__WHAT YOU SHOULD DO__. Return only those lines of the records below in which "false" appears.

RAW DATA: Begin

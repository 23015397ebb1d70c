//! Media channels and the channel manager that creates them.
//!
//! Encoding, decoding, capture and rendering all happen behind these traits.
//! The session only creates, enables, mutes and destroys channels, and wires
//! capturers and renderers to them.

use std::fmt;

use serde::{Deserialize, Serialize};

use crate::ice::{CHANNEL_VIDEO_RTCP, CHANNEL_VIDEO_RTP};
use crate::SessionId;

mod channels;
pub(crate) use channels::MediaChannels;

/// Content name of the audio media section.
pub const CN_AUDIO: &str = "audio";

/// Content name of the video media section.
pub const CN_VIDEO: &str = "video";

/// Kind of media.
#[derive(Debug, Clone, Copy, PartialEq, Eq, Hash, Serialize, Deserialize)]
#[serde(rename_all = "lowercase")]
pub enum MediaKind {
    /// Audio media.
    Audio,
    /// Video media.
    Video,
}

impl MediaKind {
    /// The content name used for this media kind in descriptions and transports.
    pub fn content_name(&self) -> &'static str {
        match self {
            MediaKind::Audio => CN_AUDIO,
            MediaKind::Video => CN_VIDEO,
        }
    }

    /// Classify a transport channel name.
    ///
    /// `video_rtp` and `video_rtcp` are video, anything else is audio.
    pub fn for_channel_name(name: &str) -> MediaKind {
        if name == CHANNEL_VIDEO_RTP || name == CHANNEL_VIDEO_RTCP {
            MediaKind::Video
        } else {
            MediaKind::Audio
        }
    }
}

impl fmt::Display for MediaKind {
    fn fmt(&self, f: &mut fmt::Formatter<'_>) -> fmt::Result {
        write!(f, "{}", self.content_name())
    }
}

/// Common controls of a voice or video channel.
pub trait MediaChannel: Send {
    /// Start or stop sending and receiving media.
    fn enable(&mut self, enabled: bool);

    /// Mute or unmute the send side.
    fn mute(&mut self, muted: bool);
}

/// A channel carrying audio.
pub trait VoiceChannel: MediaChannel {}

/// A channel carrying video.
pub trait VideoChannel: MediaChannel {
    /// Render the remote video of the stream with `ssrc`.
    fn set_renderer(&mut self, ssrc: u32, renderer: Box<dyn VideoRenderer>);

    /// Render the local (captured) video of the stream with `ssrc`.
    fn set_local_renderer(&mut self, ssrc: u32, renderer: Box<dyn VideoRenderer>);
}

/// A decoded video frame handed to a [`VideoRenderer`].
#[derive(Debug, Clone, PartialEq, Eq)]
pub struct VideoFrame {
    /// Width in pixels.
    pub width: u32,
    /// Height in pixels.
    pub height: u32,
    /// Capture time in nanoseconds.
    pub time_stamp_ns: i64,
    /// I420 pixel data.
    pub data: Vec<u8>,
}

/// Sink for decoded video.
pub trait VideoRenderer: Send {
    /// Called when the video size changes. Returns `false` if the size is unsupported.
    fn set_size(&mut self, width: u32, height: u32) -> bool;

    /// Called for every frame. Returns `false` if the frame could not be rendered.
    fn render_frame(&mut self, frame: &VideoFrame) -> bool;
}

/// Source of captured video, typically a camera.
pub trait VideoCapturer: Send {
    /// Name of the capture device.
    fn device_name(&self) -> &str;
}

/// Outcome of starting or stopping video capture.
#[derive(Debug, Clone, Copy, PartialEq, Eq)]
pub enum CaptureResult {
    /// Capture is running.
    Success,
    /// Capture is starting asynchronously.
    Pending,
    /// Capture failed.
    Failure,
    /// There is no capture device set.
    NoDevice,
}

impl CaptureResult {
    /// Whether capture is running or about to.
    pub fn is_started(&self) -> bool {
        matches!(self, CaptureResult::Success | CaptureResult::Pending)
    }
}

/// Creates and destroys media channels for sessions.
///
/// Channels are exclusively owned by the session that asked for them and are
/// handed back to the manager when destroyed.
pub trait ChannelManager: Send {
    /// Create a voice channel for the `content_name` of the session.
    ///
    /// Returns `None` if the channel can't be created.
    fn create_voice_channel(
        &mut self,
        session_id: SessionId,
        content_name: &str,
        rtcp: bool,
    ) -> Option<Box<dyn VoiceChannel>>;

    /// Create a video channel paired with `voice` so both share transport.
    ///
    /// Returns `None` if the channel can't be created.
    fn create_video_channel(
        &mut self,
        session_id: SessionId,
        content_name: &str,
        rtcp: bool,
        voice: &dyn VoiceChannel,
    ) -> Option<Box<dyn VideoChannel>>;

    /// Release a voice channel.
    fn destroy_voice_channel(&mut self, channel: Box<dyn VoiceChannel>);

    /// Release a video channel.
    fn destroy_video_channel(&mut self, channel: Box<dyn VideoChannel>);

    /// Use `capturer` as the video source of the stream with `ssrc`.
    ///
    /// Returns `false` if the capturer was not accepted.
    fn set_video_capturer(&mut self, capturer: Box<dyn VideoCapturer>, ssrc: u32) -> bool;

    /// Start or stop video capture.
    fn set_video_capture(&mut self, capture: bool) -> CaptureResult;
}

RAW DATA: End

__PROBLEM SOLUTION__.
    /// Called when the video size changes. Returns `false` if the size is unsupported.
    /// Called for every frame. Returns `false` if the frame could not be rendered.
    /// Returns `false` if the capturer was not accepted.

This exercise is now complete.